But most importantly, AI changes our relationship with the law. Everyone commits driving violations all the time. If we had a system of automatic enforcement, the way we all drive would change—significantly. Not everyone wants this future. Lots of people don’t want to fund the IRS, even though catching tax cheats is incredibly profitable for the government. And there are legitimate concerns as to whether this would be applied equitably.

AI can help enforce regulations. We have no shortage of rules and regulations. What we have is a shortage of time, resources and willpower to enforce them, which means that lots of companies know that they can ignore regulations with impunity. AI can change this by decoupling the ability to enforce rules from the resources necessary to do it. This makes enforcement more scalable and efficient. Imagine putting cameras in every slaughterhouse in the country looking for animal welfare violations or fielding an AI in every warehouse camera looking for labor violations. That could create an enormous shift in the balance of power between government and corporations—which means that it will be strongly resisted by corporate power.

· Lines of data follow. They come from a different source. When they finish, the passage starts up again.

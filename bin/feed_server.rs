use clap::Parser;
use edge_feed::{DEFAULT_LISTEN_ADDR, DEFAULT_MAX_BATCH, DEFAULT_SERVER_BUFFER_CAPACITY, Exit, FeedServer, ServerConfig};
use signal_hook::consts::{SIGINT, SIGQUIT, SIGTERM};
use std::{io, process};
use tracing_subscriber::filter::EnvFilter;

fn run(args: Args) -> edge_feed::FeedResult<Exit> {
    let config = ServerConfig {
        buffer_capacity: args.size,
        max_batch: args.batch,
        send_ack: !args.no_ack,
    };

    let mut server = FeedServer::bind(args.addr.as_str(), io::stdout(), config)?;
    if let Ok(addr) = server.local_addr() {
        eprintln!("Listening on {addr}");
    }
    server.interrupt_on(&[SIGINT, SIGTERM, SIGQUIT])?;
    let exit = server.serve(None)?;
    eprintln!("Served {} connections", server.finished());
    Ok(exit)
}

fn init_env_filter(env_filter: EnvFilter) {
    let subscriber = tracing_subscriber::fmt()
        .with_env_filter(env_filter)
        .with_writer(io::stderr)
        .with_thread_ids(true)
        .with_thread_names(true)
        .with_level(true)
        .with_target(true);

    let subscriber = subscriber.finish();
    let _ = tracing::subscriber::set_global_default(subscriber);
}

fn main() {
    if let Err(e) = tracing_log::LogTracer::init() {
        eprintln!("Failed to set logger: {e}");
    }

    // stdout carries the received bytes, so logs go to stderr
    if let Ok(env_filter) = EnvFilter::try_from_default_env() {
        init_env_filter(env_filter);
    }

    let args = Args::parse();
    if let Err(e) = run(args) {
        eprintln!("feed-server: {e}");
        process::exit(1);
    }
}

/// Accepts feed clients and copies what they send to standard output
#[derive(Parser, Debug)]
#[command(version, about, long_about = None)]
struct Args {
    /// The address <ip:port> to listen on
    #[arg(short, long, default_value = DEFAULT_LISTEN_ADDR)]
    addr: String,
    /// The receive buffer size
    #[arg(short, long, default_value_t = DEFAULT_SERVER_BUFFER_CAPACITY)]
    size: usize,
    /// The maximum number of readiness events handled per wait
    #[arg(short, long, default_value_t = DEFAULT_MAX_BATCH)]
    batch: usize,
    /// Do not answer finished peers with the acknowledgment token
    #[arg(long)]
    no_ack: bool,
}
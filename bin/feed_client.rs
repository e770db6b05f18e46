use clap::Parser;
use edge_feed::{AckPolicy, EngineConfig, Exit, FeedClient, DEFAULT_BUFFER_CAPACITY, DEFAULT_CONNECT_ADDR, DEFAULT_MAX_BATCH};
use signal_hook::consts::{SIGINT, SIGQUIT, SIGTERM};
use std::{net::SocketAddr, path::PathBuf, process};
use tracing_subscriber::filter::EnvFilter;

fn run(args: Args) -> edge_feed::FeedResult<Exit> {
    let config = EngineConfig {
        buffer_capacity: args.size,
        max_batch: args.batch,
        ack: if args.no_ack {
            AckPolicy::NotRequired
        } else {
            AckPolicy::Required
        },
    };

    let mut client = FeedClient::connect(args.addr, &args.files, config)?;
    for path in client.skipped() {
        tracing::debug!("Could not open {}", path.display());
    }
    println!("Streaming {} files to {}", client.files().len(), args.addr);
    client.interrupt_on(&[SIGINT, SIGTERM, SIGQUIT])?;

    let exit = client.run()?;
    for outcome in client.outcomes() {
        let name = client
            .files()
            .iter()
            .find(|(handle, _)| *handle == outcome.handle)
            .map(|(_, path)| path.display().to_string())
            .unwrap_or_else(|| outcome.handle.to_string());
        println!(
            "{name}: {:?}, {} bytes sent, {} bytes received",
            outcome.reason, outcome.bytes_sent, outcome.bytes_received
        );
    }
    Ok(exit)
}

fn init_env_filter(env_filter: EnvFilter) {
    let subscriber = tracing_subscriber::fmt()
        .with_env_filter(env_filter)
        .with_thread_ids(true)
        .with_thread_names(true)
        .with_level(true)
        .with_target(true);

    let subscriber = subscriber.finish();
    let _ = tracing::subscriber::set_global_default(subscriber);
}

fn main() {
    if let Err(e) = tracing_log::LogTracer::init() {
        eprintln!("Failed to set logger: {e}");
    }

    // Initialize tracing subscriber
    if let Ok(env_filter) = EnvFilter::try_from_default_env() {
        init_env_filter(env_filter);
    }

    let args = Args::parse();
    match run(args) {
        Ok(Exit::Completed) => {}
        Ok(Exit::Interrupted) => println!("Interrupted, connections released"),
        Err(e) => {
            eprintln!("feed-client: {e}");
            process::exit(1);
        }
    }
}

/// Streams local files to a feed server, one connection per file
#[derive(Parser, Debug)]
#[command(version, about, long_about = None)]
struct Args {
    /// The files to stream. Files that cannot be opened are skipped.
    files: Vec<PathBuf>,
    /// The address <ip:port> of the server
    #[arg(short, long, default_value = DEFAULT_CONNECT_ADDR)]
    addr: SocketAddr,
    /// The per-connection buffer size
    #[arg(short, long, default_value_t = DEFAULT_BUFFER_CAPACITY)]
    size: usize,
    /// The maximum number of readiness events handled per wait
    #[arg(short, long, default_value_t = DEFAULT_MAX_BATCH)]
    batch: usize,
    /// Close each connection once its file is sent, without waiting for the server's acknowledgment
    #[arg(long)]
    no_ack: bool,
}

AIs can provide expert opinions in court. Imagine an AI trained on millions of traffic accidents, including video footage, telemetry from cars and previous court cases. The AI could provide the court with a reconstruction of the accident along with an assignment of fault. AI could do this in a lot of cases where there aren’t enough human experts to analyze the data—and would do it better, because it would have more experience.

AIs can also perform judging tasks, weighing evidence and making decisions, probably not in actual courtrooms, at least not anytime soon, but in other contexts. There are many areas of government where we don’t have enough adjudicators. Automated adjudication has the potential to offer everyone immediate justice. Maybe the AI does the first level of adjudication and humans handle appeals. Probably the first place we’ll see this is in contracts. Instead of the parties agreeing to binding arbitration to resolve disputes, they’ll agree to binding arbitration by AI. This would significantly decrease cost of arbitration. Which would probably significantly increase the number of disputes.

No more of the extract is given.